Required work => Find the lines of the listing that contain the string "display", and return them.

Materials provided =>

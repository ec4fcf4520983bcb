//! Category record: a named, colored group of symbols.

use crate::model::ids::{CategoryId, SymbolId};

/// Color tag used when a caregiver leaves the color field blank.
pub const DEFAULT_CATEGORY_COLOR: &str = "gray";

/// Stored category row.
///
/// `items` holds ids into the catalog symbol table, in display order.
#[derive(Debug, Clone, PartialEq, Eq)]
pub struct Category {
    pub id: CategoryId,
    pub name: String,
    /// Abstract display tag (`blue`, `green`, ...); styling is up to the surface.
    pub color: String,
    pub items: Vec<SymbolId>,
}

impl Category {
    pub(crate) fn new(id: CategoryId, name: String, color: String) -> Self {
        Self {
            id,
            name,
            color,
            items: Vec::new(),
        }
    }

    pub fn contains(&self, symbol_id: SymbolId) -> bool {
        self.items.contains(&symbol_id)
    }

    pub fn len(&self) -> usize {
        self.items.len()
    }

    pub fn is_empty(&self) -> bool {
        self.items.is_empty()
    }
}

/// Normalizes a color tag, falling back to `DEFAULT_CATEGORY_COLOR`.
pub(crate) fn normalize_color(color: &str) -> String {
    let trimmed = color.trim();
    if trimmed.is_empty() {
        DEFAULT_CATEGORY_COLOR.to_string()
    } else {
        trimmed.to_ascii_lowercase()
    }
}
//! Command-line arguments and configuration precedence.
//!
//! # Invariants
//! - Precedence is flags over `AACBOARD_*` environment over config file.
//! - Validation runs once, after every layer has been applied.

use crate::error::CliError;
use aacboard_core::{BoardConfig, BoardEvent, BoardSession, SpeechCapability};
use clap::Parser;
use std::path::PathBuf;

pub type TerminalSession = BoardSession<Box<dyn SpeechCapability + Send + Sync>>;

#[derive(Debug, Parser)]
#[command(name = "aacboard", version, about = "Picture board that speaks tapped symbols")]
pub struct Args {
    /// JSON config file.
    #[arg(long, env = "AACBOARD_CONFIG")]
    pub config: Option<PathBuf>,
    /// Log level (trace|debug|info|warn|error).
    #[arg(long)]
    pub log_level: Option<String>,
    /// Absolute directory for rolling log files.
    #[arg(long)]
    pub log_dir: Option<PathBuf>,
    /// Speech backend (command|null).
    #[arg(long)]
    pub speech: Option<String>,
    /// Start with admin affordances visible.
    #[arg(long)]
    pub admin: bool,
}

impl Args {
    /// Resolves configuration against the process environment.
    pub fn resolve_config(&self) -> Result<BoardConfig, CliError> {
        self.resolve_config_with(|key| std::env::var(key).ok())
    }

    /// Resolves configuration with environment values supplied by `lookup`.
    pub fn resolve_config_with<F>(&self, lookup: F) -> Result<BoardConfig, CliError>
    where
        F: Fn(&str) -> Option<String>,
    {
        let mut config = match &self.config {
            Some(path) => BoardConfig::from_file(path)?,
            None => BoardConfig::default(),
        };
        config.apply_overrides(lookup)?;

        if let Some(level) = &self.log_level {
            config.log_level = level.clone();
        }
        if let Some(dir) = &self.log_dir {
            config.log_dir = Some(dir.clone());
        }
        if let Some(backend) = &self.speech {
            config.speech.backend = backend.parse()?;
        }
        config.validate()?;
        Ok(config)
    }

    /// Opens the session described by `config`, honoring `--admin`.
    pub fn open_session(&self, config: &BoardConfig) -> TerminalSession {
        let mut session = BoardSession::new(config.build_store(), config.build_speech());
        if self.admin {
            session.handle(BoardEvent::ToggleAdmin);
        }
        session
    }
}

Solution for this problem =>
/// `items` holds ids into the catalog symbol table, in display order.
    /// Abstract display tag (`blue`, `green`, ...); styling is up to the surface.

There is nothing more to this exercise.